South Korean actor (born 1992)

Ryu Kyung-soo (born 12 October 1992) is a South Korean actor. He is known for his roles in the drama series Itaewon Class (2020), Tale of the Nine Tailed 1938 (2023), and Our Unwritten Seoul (2025). He also appeared in the films A Resistance (2019), Hostage: Missing Celebrity (2021), and Yadang: The Snitch (2025).

==Career==
In March 2019, Ryu joined the recurring cast of the series Confession in the role of Han Jong-goo, a suspect in the Eun Seo-gu murder case.

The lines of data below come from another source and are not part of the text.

//! Builtin functions: `len`, `empty`, `keccak256` and the contract creation family.

use crate::check::{Checker, coerce, reject_keywords};
use alloy_primitives::{U256, keccak256};
use vyc_data::{CreationCall, CreationStrategy, Type, TypedExpr, hir::ExprKind};
use vyc_syntax::{
    Diagnostic, DiagnosticKind, Result, Span,
    ast::{Expr, Keyword},
};

/// Creation builtin named `name`, if any.
pub(crate) fn creation_strategy(name: &str) -> Option<CreationStrategy> {
    match name {
        "create_minimal_proxy_to" => Some(CreationStrategy::MinimalProxy),
        "create_from_factory" | "create_from_blueprint" => Some(CreationStrategy::FactoryForward),
        "create_copy_of" => Some(CreationStrategy::RuntimeCopy),
        _ => None,
    }
}

/// Type errors in builtin arguments are reported as argument errors.
fn as_argument(diagnostic: Diagnostic) -> Diagnostic {
    match diagnostic.kind {
        DiagnosticKind::Type => Diagnostic { kind: DiagnosticKind::Argument, ..diagnostic },
        _ => diagnostic,
    }
}

fn single<'a, 'src>(
    name: &str,
    args: &'a [Expr<'src>],
    keywords: &[Keyword<'src>],
    span: &Span,
) -> Result<&'a Expr<'src>> {
    reject_keywords(keywords, name)?;
    match args {
        [arg] => Ok(arg),
        _ => Err(Diagnostic::argument(
            format!("`{name}` takes exactly one argument, {} given", args.len()),
            span.clone(),
        )),
    }
}

impl<'src> Checker<'_, 'src> {
    /// Checks a call to the builtin `name`. Returns `None` if `name` is not a builtin.
    pub(crate) fn builtin(
        &mut self,
        name: &str,
        args: &[Expr<'src>],
        keywords: &[Keyword<'src>],
        span: Span,
    ) -> Result<Option<TypedExpr>> {
        let value = match name {
            "len" => {
                let arg = single(name, args, keywords, &span)?;
                let value = self.expr(arg, None).map_err(as_argument)?;
                match (&value.kind, &value.ty) {
                    (ExprKind::BytesLiteral(bytes), _) => {
                        let len = ExprKind::Literal(U256::from(bytes.len()));
                        TypedExpr::new(len, Type::UINT256, span)
                    }
                    (_, Type::Bytes(_) | Type::String(_)) => {
                        TypedExpr::new(ExprKind::Len(Box::new(value)), Type::UINT256, span)
                    }
                    (_, Type::Array(_, len)) => {
                        TypedExpr::new(ExprKind::Literal(U256::from(*len)), Type::UINT256, span)
                    }
                    (_, ty) => {
                        return Err(Diagnostic::argument(
                            format!("`len` expects a byte array, string or array, found `{ty}`"),
                            value.span.clone(),
                        ));
                    }
                }
            }
            "empty" => {
                let arg = single(name, args, keywords, &span)?;
                let ty = self.module.resolve_value_type(arg).map_err(as_argument)?;
                if ty.is_word() {
                    TypedExpr::new(ExprKind::Literal(U256::ZERO), ty, span)
                } else {
                    TypedExpr::new(ExprKind::Empty, ty, span)
                }
            }
            "keccak256" => {
                let arg = single(name, args, keywords, &span)?;
                let value = self.infer(arg, Some(&Type::Bytes(u32::MAX))).map_err(as_argument)?;
                match (&value.kind, &value.ty) {
                    (ExprKind::BytesLiteral(bytes), _) => {
                        let hash = U256::from_be_bytes(keccak256(bytes).0);
                        TypedExpr::new(ExprKind::Literal(hash), Type::BytesM(32), span)
                    }
                    (_, Type::Bytes(_) | Type::String(_) | Type::BytesM(32)) => {
                        TypedExpr::new(ExprKind::Keccak256(Box::new(value)), Type::BytesM(32), span)
                    }
                    (_, ty) => {
                        return Err(Diagnostic::argument(
                            format!("`keccak256` expects bytes, a string or bytes32, found `{ty}`"),
                            value.span.clone(),
                        ));
                    }
                }
            }
            "range" => {
                return Err(Diagnostic::structure(
                    "`range` can only be used as the iterable of a `for` loop",
                    span,
                ));
            }
            _ => match creation_strategy(name) {
                Some(strategy) => self.creation(name, strategy, args, keywords, span)?,
                None => return Ok(None),
            },
        };
        Ok(Some(value))
    }

    /// Resolves a call to one of the creation builtins.
    fn creation(
        &mut self,
        name: &str,
        strategy: CreationStrategy,
        args: &[Expr<'src>],
        keywords: &[Keyword<'src>],
        span: Span,
    ) -> Result<TypedExpr> {
        let Some((target, forwarded)) = args.split_first() else {
            return Err(Diagnostic::argument(
                format!("`{name}` needs a target address"),
                span,
            ));
        };
        if strategy != CreationStrategy::FactoryForward && !forwarded.is_empty() {
            return Err(Diagnostic::argument(
                format!("`{name}` takes exactly one positional argument, {} given", args.len()),
                span,
            ));
        }
        self.require_state_write("deploying a contract", &span)?;

        let target = self.infer(target, Some(&Type::Address)).map_err(as_argument)?;
        let target = match target.ty {
            Type::Interface(_) => TypedExpr { ty: Type::Address, ..target },
            _ => coerce(target, &Type::Address).map_err(as_argument)?,
        };
        let mut args = Vec::with_capacity(forwarded.len());
        for arg in forwarded {
            let value = self.expr(arg, None).map_err(as_argument)?;
            if !value.ty.is_value_type() {
                return Err(Diagnostic::argument(
                    format!("`{}` cannot be passed to a constructor", value.ty),
                    value.span,
                ));
            }
            args.push(value);
        }

        let mut call = CreationCall {
            strategy,
            target,
            args,
            value: None,
            salt: None,
            revert_on_failure: true,
            code_offset: 0,
        };
        for keyword in keywords {
            let value = &keyword.value;
            match keyword.name.inner {
                "value" => {
                    let value = self.expr(value, Some(&Type::UINT256)).map_err(as_argument)?;
                    call.value = Some(value)
                }
                "salt" => {
                    let salt = self.expr(value, Some(&Type::BytesM(32))).map_err(as_argument)?;
                    call.salt = Some(salt)
                }
                "revert_on_failure" => {
                    let flag = self.expr(value, Some(&Type::Bool)).map_err(as_argument)?;
                    let Some(flag) = flag.as_literal() else {
                        return Err(Diagnostic::argument(
                            "`revert_on_failure` must be a constant",
                            value.span.clone(),
                        ));
                    };
                    call.revert_on_failure = !flag.is_zero();
                }
                "code_offset" if strategy == CreationStrategy::FactoryForward => {
                    let offset = self.expr(value, Some(&Type::UINT256)).map_err(as_argument)?;
                    match offset.as_literal() {
                        Some(offset) if offset <= U256::from(u32::MAX) => {
                            call.code_offset = offset.to::<u32>()
                        }
                        _ => {
                            return Err(Diagnostic::argument(
                                "`code_offset` must be a constant that fits in 32 bits",
                                value.span.clone(),
                            ));
                        }
                    }
                }
                other => {
                    return Err(Diagnostic::argument(
                        format!("unexpected keyword argument `{other}` for `{name}`"),
                        keyword.name.span.clone(),
                    ));
                }
            }
        }

        tracing::trace!(?strategy, create2 = call.uses_create2(), "resolved creation builtin");
        Ok(TypedExpr::new(ExprKind::Create(Box::new(call)), Type::Address, span))
    }
}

In 2020, Ryu was cast in the series Itaewon Class where he played the role ex-gangster Choi Seung-kwon, one of "Dan Bam's" employees and Park Sae-ro-yi's (Park Seo-joon) friend and former cell-mate. The same year, he appeared in KakaoTV's Lovestruck in the City.

In 2021, he appeared in the Netflix original series Hellbound as a cult priest. He starred in another Netflix original series Glitch in 2022, as well as in the Netflix original film Jung_E in 2023.

In 2023, he starred alongside Lee Dong-wook in the action-fantasy drama Tale of the Nine Tailed 1938 as Cheon Mu-Yeong, a former mountain god that was once Lee Yeon's long time friend.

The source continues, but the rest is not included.